Sondhi also handed out yellow shirts at the Lumphini rally, which I guess was a reference to the 'people power' of the Aquino revolution that removed Marcos from power in the Philippines in the 1980s. Somewhat troubling, however, was the fact that shirts were printed in Thai to read: We will fight for the King.

Thailand has a law known as lese majeste, which came about when Thailand shifted to a constitutional monarchy under King Rama VII. Although most Thais will tell you (incorrectly) that the law states that it is illegal to say anything bad about the king, the law is actually much more sophisticated than that. Roughly paraphrased, the law states that it is illegal to make an statement or take any action that might result in the monarchy being drawn into controversy. Put another away, it is simply illegal to draw the monarchy into any controversy, period. Whatever your politics, Sondhi is clearly in violation of this law, and his violation is deliberate.

Incidentally, recent statements by the military brass expressing their love for the king and threatening to intervene on his behalf also fall into this category of lese majeste.

A few officers attempted to argue around this point by stating that they are duty bound to protect the monarchy.
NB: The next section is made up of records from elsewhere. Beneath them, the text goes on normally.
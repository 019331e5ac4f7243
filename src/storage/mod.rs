/// Хранилище записей и артефактов моделей

pub mod artifact;
pub mod memory;
pub mod sqlite;

pub use artifact::{FileModelStore, MemoryModelStore, ModelStore};
pub use memory::InMemoryRepository;
pub use sqlite::SqliteRepository;

use chrono::NaiveDateTime;
use serde::{Deserialize, Serialize};

use crate::error::StorageError;
use crate::preprocessing::FeatureEngineer;
use crate::types::{MonthlyAggregate, MonthlyTotal, RecordKind, YearMonth};

/// Формат времени в таблицах записей
pub const DATETIME_FORMAT: &str = "%Y-%m-%d %H:%M:%S";

/// Строка зарплаты, расхода или цели накоплений для вставки
#[derive(Debug, Clone, PartialEq, Serialize, Deserialize)]
pub struct NewRecord {
    pub kind: RecordKind,
    pub user_id: String,
    pub amount: f64,
    pub date: NaiveDateTime,
    pub description: Option<String>,
    pub category: Option<String>,
    pub status: Option<String>, // saving goals only
}

impl NewRecord {
    pub fn new(kind: RecordKind, user_id: impl Into<String>, amount: f64, date: NaiveDateTime) -> Self {
        Self {
            kind,
            user_id: user_id.into(),
            amount,
            date,
            description: None,
            category: None,
            status: None,
        }
    }

    pub fn with_description(mut self, description: impl Into<String>) -> Self {
        self.description = Some(description.into());
        self
    }

    pub fn with_category(mut self, category: impl Into<String>) -> Self {
        self.category = Some(category.into());
        self
    }

    pub fn with_status(mut self, status: impl Into<String>) -> Self {
        self.status = Some(status.into());
        self
    }
}

/// Чтение таблиц salaries / expenses / saving_goals
pub trait FinanceRepository: Send + Sync {
    /// Суммы по (user, month), упорядоченные по (user, month).
    /// `None` - по всем пользователям.
    fn monthly_totals(
        &self,
        kind: RecordKind,
        user_id: Option<&str>,
    ) -> Result<Vec<MonthlyTotal>, StorageError>;

    /// Последний месяц пользователя не позже `until`, где есть записи
    /// типа `kind`, с суммой
    fn latest_monthly_total(
        &self,
        kind: RecordKind,
        user_id: &str,
        until: YearMonth,
    ) -> Result<Option<MonthlyTotal>, StorageError>;

    fn insert(&self, record: &NewRecord) -> Result<i64, StorageError>;

    /// Сумма ровно за `month`, `None`, если записей в нем нет
    fn monthly_total(
        &self,
        kind: RecordKind,
        user_id: &str,
        month: YearMonth,
    ) -> Result<Option<MonthlyTotal>, StorageError> {
        Ok(self
            .monthly_totals(kind, Some(user_id))?
            .into_iter()
            .find(|t| t.month == month))
    }

    /// Помесячные доход/расход/накопления после outer join
    fn monthly_history(&self, user_id: Option<&str>) -> Result<Vec<MonthlyAggregate>, StorageError> {
        let income = self.monthly_totals(RecordKind::Income, user_id)?;
        let expense = self.monthly_totals(RecordKind::Expense, user_id)?;
        let savings = self.monthly_totals(RecordKind::Savings, user_id)?;
        Ok(FeatureEngineer::merge_monthly(&income, &expense, &savings))
    }

    fn insert_all(&self, records: &[NewRecord]) -> Result<usize, StorageError> {
        for record in records {
            self.insert(record)?;
        }
        Ok(records.len())
    }
}

pub(crate) fn validate_record(record: &NewRecord) -> Result<(), StorageError> {
    if record.user_id.trim().is_empty() {
        return Err(StorageError::InvalidData("user_id must not be empty".to_string()));
    }
    if !record.amount.is_finite() || record.amount < 0.0 {
        return Err(StorageError::InvalidData(format!(
            "amount must be a non-negative number, got {}",
            record.amount
        )));
    }
    Ok(())
}
//! Типы ошибок

use std::time::Duration;

use thiserror::Error;

/// Ошибки хранилища записей
#[derive(Error, Debug)]
pub enum StorageError {
    #[error("Database error: {0}")]
    Database(#[from] rusqlite::Error),

    #[error("Database pool error: {0}")]
    Pool(#[from] r2d2::Error),

    #[error("Invalid data: {0}")]
    InvalidData(String),

    #[error("Storage unavailable: {0}")]
    Unavailable(String),
}

#[derive(Error, Debug)]
pub enum ForecastError {
    /// Нет размеченных строк для обучения
    #[error("Insufficient training data: {0}")]
    DataInsufficient(String),

    #[error("Financial data unavailable: {0}")]
    DataUnavailable(#[from] StorageError),

    #[error("Failed to load model '{name}': {reason}")]
    ModelLoad { name: String, reason: String },

    #[error("Failed to save model '{name}': {reason}")]
    ModelSave { name: String, reason: String },

    #[error("No trained model available")]
    ModelUnavailable,

    #[error("Training did not finish within {0:?}")]
    TrainingTimeout(Duration),

    #[error("Training error: {0}")]
    Training(String),

    #[error("Dataset error: {0}")]
    Dataset(#[from] linfa::Error),

    #[error("Configuration error: {0}")]
    Config(String),
}

pub type Result<T> = std::result::Result<T, ForecastError>;
//! Конфигурация
//!
//! Читается из необязательного TOML файла, затем переопределяется
//! переменными окружения `FORECAST_*`.

use std::path::{Path, PathBuf};
use std::time::Duration;

use serde::{Deserialize, Serialize};

use crate::error::{ForecastError, Result};
use crate::models::forest::ForestParams;

/// Сто лет, верхняя граница для `max_model_age_hours`
pub const MAX_MODEL_AGE_HOURS: u64 = 24 * 365 * 100;

/// Из какого месяца берется каждый признак прогноза
#[derive(Debug, Clone, Copy, PartialEq, Eq, Default, Serialize, Deserialize)]
#[serde(rename_all = "lowercase")]
pub enum MonthAlignment {
    /// Доход, расход и накопления берутся каждый из своего последнего месяца
    Independent,
    /// Все три из последнего месяца, где есть хоть одна запись
    #[default]
    Aligned,
}

impl std::str::FromStr for MonthAlignment {
    type Err = String;

    fn from_str(s: &str) -> std::result::Result<Self, Self::Err> {
        match s.to_ascii_lowercase().as_str() {
            "independent" => Ok(MonthAlignment::Independent),
            "aligned" => Ok(MonthAlignment::Aligned),
            other => Err(format!("unknown month alignment '{}'", other)),
        }
    }
}

#[derive(Debug, Clone, PartialEq, Serialize, Deserialize)]
#[serde(default)]
pub struct ForecastConfig {
    pub database_path: PathBuf,
    pub model_dir: PathBuf,
    pub model_name: String,
    pub forest: ForestParams,
    pub train_timeout_secs: u64,
    /// Обучать синхронно, если при прогнозе модели нет
    pub train_on_miss: bool,
    pub alignment: MonthAlignment,
    pub refresh_interval_secs: u64,
    pub max_model_age_hours: u64,
}

impl Default for ForecastConfig {
    fn default() -> Self {
        Self {
            database_path: PathBuf::from("finance.db"),
            model_dir: PathBuf::from("models"),
            model_name: "next_month_net_predictor".to_string(),
            forest: ForestParams::default(),
            train_timeout_secs: 120,
            train_on_miss: true,
            alignment: MonthAlignment::default(),
            refresh_interval_secs: 3600,
            max_model_age_hours: 24,
        }
    }
}

impl ForecastConfig {
    pub fn from_toml_str(raw: &str) -> Result<Self> {
        toml::from_str(raw).map_err(|e| ForecastError::Config(e.to_string()))
    }

    pub fn from_file(path: &Path) -> Result<Self> {
        let raw = std::fs::read_to_string(path)
            .map_err(|e| ForecastError::Config(format!("{}: {}", path.display(), e)))?;
        Self::from_toml_str(&raw)
    }

    /// Файл (если задан) плюс окружение процесса
    pub fn load(path: Option<&Path>) -> Result<Self> {
        let base = match path {
            Some(path) => Self::from_file(path)?,
            None => Self::default(),
        };
        base.with_env(|key| std::env::var(key).ok())
    }

    /// Применить переопределения `FORECAST_*` из `lookup`
    pub fn with_env<F>(mut self, lookup: F) -> Result<Self>
    where
        F: Fn(&str) -> Option<String>,
    {
        if let Some(v) = lookup("FORECAST_DB_PATH") {
            self.database_path = PathBuf::from(v);
        }
        if let Some(v) = lookup("FORECAST_MODEL_DIR") {
            self.model_dir = PathBuf::from(v);
        }
        if let Some(v) = lookup("FORECAST_MODEL_NAME") {
            self.model_name = v;
        }
        if let Some(v) = lookup("FORECAST_SEED") {
            self.forest.seed = parse_var("FORECAST_SEED", &v)?;
        }
        if let Some(v) = lookup("FORECAST_TRAIN_TIMEOUT_SECS") {
            self.train_timeout_secs = parse_var("FORECAST_TRAIN_TIMEOUT_SECS", &v)?;
        }
        if let Some(v) = lookup("FORECAST_ALIGNMENT") {
            self.alignment = v.parse().map_err(ForecastError::Config)?;
        }
        self.validate()?;
        Ok(self)
    }

    pub fn validate(&self) -> Result<()> {
        if self.model_name.is_empty()
            || self
                .model_name
                .chars()
                .any(|c| !(c.is_ascii_alphanumeric() || c == '_' || c == '-'))
        {
            return Err(ForecastError::Config(format!(
                "model_name '{}' may only contain letters, digits, '_' and '-'",
                self.model_name
            )));
        }
        if self.refresh_interval_secs == 0 {
            return Err(ForecastError::Config(
                "refresh_interval_secs must be positive".to_string(),
            ));
        }
        if self.max_model_age_hours > MAX_MODEL_AGE_HOURS {
            return Err(ForecastError::Config(format!(
                "max_model_age_hours must be at most {}",
                MAX_MODEL_AGE_HOURS
            )));
        }
        if self.train_timeout_secs == 0 {
            return Err(ForecastError::Config(
                "train_timeout_secs must be positive".to_string(),
            ));
        }
        Ok(())
    }

    pub fn train_timeout(&self) -> Duration {
        Duration::from_secs(self.train_timeout_secs)
    }

    pub fn refresh_interval(&self) -> Duration {
        Duration::from_secs(self.refresh_interval_secs)
    }

    pub fn max_model_age(&self) -> chrono::Duration {
        chrono::Duration::hours(self.max_model_age_hours.min(MAX_MODEL_AGE_HOURS) as i64)
    }
}

fn parse_var<T: std::str::FromStr>(key: &str, value: &str) -> Result<T> {
    value
        .trim()
        .parse()
        .map_err(|_| ForecastError::Config(format!("{} has invalid value '{}'", key, value)))
}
In point of fact, the military takes its orders from the executive branch, and its duty is to uphold the constitution, not any particular institution. It is also certainly not an independent police force entrusted with enforcing domestic laws like lese majeste, or appointing itself arbiter of what is 'good for the people'.

Despite my criticism of Sondhi, it is nice to see Thaksin getting bitch smacked by someone after 5 years of arrogant, reactionary, and generally inept rule. Although I see Thaksin's corruption as mild and barely objectionable by Thai standards, his failure on the policy front as well as his ridiculous Issan vote buying (with public money, not his own) like the 'million baht village fund' or the abortive attempt to purchase a British football team are things that have received inadequate coverage and analysis in the Thai press. The recent moves by Sondhi have actually woke the traditional Thai press up from its mid-afternoon som tam nap and it will be interesting to see if their desperate scramble to appear relevant will result in truly professional reportage in the future.